US President Joe Biden on Friday said that the number of COVID-19 deaths in the US was expected to surpass 600,000 and urged the US Congress to move fast on his US$1.9 trillion plan to battle the virus and provide economic relief to struggling Americans.
While Biden called for urgent passage of his “American Rescue Plan,” his efforts to get Congress to cooperate on his fast-paced agenda could be complicated by former US president Donald Trump’s looming impeachment trial in the US Senate.
Top Democratic lawmakers said that they planned to send the article of impeachment passed by the US House of Representatives to the Senate on Monday, triggering Trump’s trial in the body.
Photo: Reuters
“The virus is surging,” Biden told reporters at the White House before signing executive orders boosting food aid and speeding up stimulus payments to Americans.
“We’re at 400,000 dead, expected to reach well over 600,000. Families are going hungry. People are at risk of being evicted. Job losses are mounting again. We need to act now... We need to move fast,” he said.
Biden added that he was looking forward to working with both parties in Congress to “move quickly” on getting people help through his rescue plan.
“The bottom line is this: We’re in a national emergency. We’ve got to act like we’re in a national emergency,” he said.

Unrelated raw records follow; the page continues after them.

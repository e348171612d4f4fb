// Copyright 2025 Irreducible Inc.

use condnet_graph::{Feed, Optimizer, Tensor};
use getset::Getters;
use tracing::instrument;

use super::{Network, Runtime, Scaffold};
use crate::{
	error::Error,
	hypers::DsHypers,
	lr::minimize_expected,
	objective::{self, Objective},
	router::RouterGen,
	routing::{route, Policy, RouteOptions, Routing},
	tree::{LayerTree, Tree},
};

/// A decision smoothing network.
///
/// Routers mix their branches with a softmax during training and follow the highest score at
/// evaluation. The objective sums, per layer, the path-weighted generalization cost, compute
/// cost and modeling cost, where modeling costs do not propagate into the routing.
#[derive(Debug, Getters)]
pub struct DsNet<O> {
	#[get = "pub"]
	hypers: DsHypers,
	#[get = "pub"]
	tree: Tree,
	#[get = "pub"]
	routing: Routing,
	#[get = "pub"]
	objective: Objective,
	runtime: Runtime<O>,
}

impl<O: Optimizer> DsNet<O> {
	#[instrument(skip_all, name = "DsNet::new")]
	pub fn new(
		x0_width: usize,
		y_width: usize,
		router_gen: impl RouterGen,
		optimizer: O,
		hypers: DsHypers,
		layers: LayerTree,
	) -> Result<Self, Error> {
		hypers.validate()?;
		let mut scaffold = Scaffold::new(x0_width, y_width, layers)?;
		let routing = route(
			&mut scaffold.builder,
			&scaffold.tree,
			scaffold.root,
			&RouteOptions {
				router_gen: &router_gen,
				mode: scaffold.placeholders.mode,
				epsilon: hypers.epsilon,
				lambda: hypers.lambda,
				policy: Policy::DecisionSmoothing,
			},
		)?;
		let objective = objective::decision_smoothing(
			&mut scaffold.builder,
			&scaffold.tree,
			&routing,
			hypers.k_cpt,
		)?;
		let train_step = minimize_expected(
			&mut scaffold.builder,
			&scaffold.tree,
			&routing,
			objective.cost,
			routing.train_updates(),
			1.0,
		)?;
		let (tree, runtime) =
			scaffold.finish(train_step, routing.validation_updates(), optimizer, hypers.seed);
		Ok(Self {
			hypers,
			tree,
			routing,
			objective,
			runtime,
		})
	}

	/// Updates the validation statistics. Returns the number of statistics written.
	#[instrument(skip_all, name = "DsNet::validate")]
	pub fn validate(&mut self, x0: &Tensor, y: &Tensor, feed: &Feed) -> Result<usize, Error> {
		self.runtime.validate(x0, y, feed)
	}
}

impl<O: Optimizer> Network for DsNet<O> {
	type Optimizer = O;

	const NAME: &'static str = "DsNet";

	fn runtime(&self) -> &Runtime<O> {
		&self.runtime
	}

	fn runtime_mut(&mut self) -> &mut Runtime<O> {
		&mut self.runtime
	}
}
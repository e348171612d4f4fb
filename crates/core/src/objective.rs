// Copyright 2025 Irreducible Inc.

use condnet_graph::{GraphBuilder, NodeId};

use crate::{
	error::Error,
	routing::{CrRouting, PathProbabilities, Routing},
	tree::Tree,
};

/// The scalar training cost of a network and its per-sample parts.
#[derive(Debug, Clone, Copy, PartialEq, Eq)]
pub struct Objective {
	/// Batch mean of the sum of the per-sample parts.
	pub cost: NodeId,
	/// `Σ p_tr·c_gen`; the plain error sum under static routing.
	pub c_gen: NodeId,
	/// `Σ p_tr·k_cpt·n_ops`.
	pub c_cpt: NodeId,
	/// Layer and router modeling costs weighted by path probability.
	pub c_mod: NodeId,
	/// `Σ p_tr·c_cre`, cost regression only.
	pub c_cre: Option<NodeId>,
}

/// How modeling costs are weighted.
#[derive(Debug, Clone, Copy, PartialEq, Eq)]
enum ModelingWeight {
	/// By `p_tr`, with gradients flowing into the routing.
	PathProbability,
	/// By `p_tr` treated as a constant.
	FrozenPathProbability,
}

struct NodeTerms {
	p_tr: NodeId,
	c_gen: NodeId,
	n_ops: NodeId,
	c_mod: Vec<NodeId>,
	c_cre: Option<NodeId>,
}

/// `mean(Σ c_err + c_mod + k_cpt·n_ops)` with every layer reached with probability one.
pub(crate) fn static_routing(
	builder: &mut GraphBuilder,
	tree: &Tree,
	paths: PathProbabilities,
	k_cpt: f32,
) -> Result<Objective, Error> {
	let nodes = tree
		.layers()
		.map(|(_, node)| NodeTerms {
			p_tr: paths.p_tr,
			c_gen: node.outputs().c_err,
			n_ops: node.outputs().n_ops,
			c_mod: vec![node.outputs().c_mod],
			c_cre: None,
		})
		.collect();
	assemble(builder, nodes, k_cpt, ModelingWeight::PathProbability)
}

/// Decision smoothing: modeling costs do not train the routers.
pub(crate) fn decision_smoothing(
	builder: &mut GraphBuilder,
	tree: &Tree,
	routing: &Routing,
	k_cpt: f32,
) -> Result<Objective, Error> {
	let nodes = routed_terms(tree, routing, None);
	assemble(builder, nodes, k_cpt, ModelingWeight::FrozenPathProbability)
}

/// Cost regression: adds the router regression losses.
pub(crate) fn cost_regression(
	builder: &mut GraphBuilder,
	tree: &Tree,
	routing: &CrRouting,
	k_cpt: f32,
) -> Result<Objective, Error> {
	let nodes = routed_terms(tree, routing.routing(), Some(routing));
	assemble(builder, nodes, k_cpt, ModelingWeight::PathProbability)
}

fn routed_terms(
	tree: &Tree,
	routing: &Routing,
	cost_regression: Option<&CrRouting>,
) -> Vec<NodeTerms> {
	tree.layers()
		.zip(routing.nodes())
		.map(|((index, node), routed)| NodeTerms {
			p_tr: routed.p_tr(),
			c_gen: routed.c_gen(),
			n_ops: node.outputs().n_ops,
			c_mod: vec![node.outputs().c_mod, routed.router().outputs().c_mod],
			c_cre: cost_regression
				.and_then(|routing| routing.estimate(index))
				.map(|estimate| estimate.c_cre),
		})
		.collect()
}

fn assemble(
	builder: &mut GraphBuilder,
	nodes: Vec<NodeTerms>,
	k_cpt: f32,
	modeling: ModelingWeight,
) -> Result<Objective, Error> {
	let mut c_gen = Vec::with_capacity(nodes.len());
	let mut c_cpt = Vec::with_capacity(nodes.len());
	let mut c_mod = Vec::with_capacity(nodes.len());
	let mut c_cre = Vec::new();

	for node in nodes {
		c_gen.push(builder.mul(node.p_tr, node.c_gen)?);
		let compute = builder.scale(node.n_ops, k_cpt)?;
		c_cpt.push(builder.mul(node.p_tr, compute)?);

		let weight = match modeling {
			ModelingWeight::PathProbability => node.p_tr,
			ModelingWeight::FrozenPathProbability => builder.stop_gradient(node.p_tr)?,
		};
		let modeling_cost = builder.sum(node.c_mod)?;
		c_mod.push(builder.mul(weight, modeling_cost)?);

		if let Some(regression) = node.c_cre {
			c_cre.push(builder.mul(node.p_tr, regression)?);
		}
	}

	let c_gen = builder.sum(c_gen)?;
	let c_cpt = builder.sum(c_cpt)?;
	let c_mod = builder.sum(c_mod)?;
	let c_cre = if c_cre.is_empty() {
		None
	} else {
		Some(builder.sum(c_cre)?)
	};

	let total = builder.sum([c_gen, c_cpt, c_mod].into_iter().chain(c_cre))?;
	Ok(Objective {
		cost: builder.reduce_mean(total)?,
		c_gen,
		c_cpt,
		c_mod,
		c_cre,
	})
}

Biden is having to push Congress for funding while simultaneously getting his government confirmed — US Secretary of Defense Lloyd Austin won Senate approval on Friday to become the first black Pentagon chief — and bracing for turmoil from the impeachment trial.
Although Biden’s latest executive orders on food aid and stimulus payments were modest in scale, they reinforced the message that Washington needs to step in decisively against the pandemic and related economic fallout.
Biden’s US$1.9 trillion American Rescue Plan provides more than US$400 billion to tackle the pandemic along with additional funding for small businesses and direct relief payments to Americans.
Yet the Congress, having already passed two huge economic relief bills, is reluctant.
The president’s Democratic Party has only a small majority in the House and a razor-thin advantage in the Senate.
Biden is also relying on the Senate to hurry up and approve his cabinet nominations.
Brian Deese, director of the White House’s National Economic Council, said Republicans and Democrats in Congress must find ways to manage the clashing issues.
“We are facing right now a period of multiple crises and what we need right now is to be able to act on multiple fronts,” he said.
Biden described the US as experiencing as a “once-in-a-century public health crisis” and the worst “job and economic crisis in modern history.”
“And the crisis is only deepening,” he said. “It’s not getting better. It’s deepening.”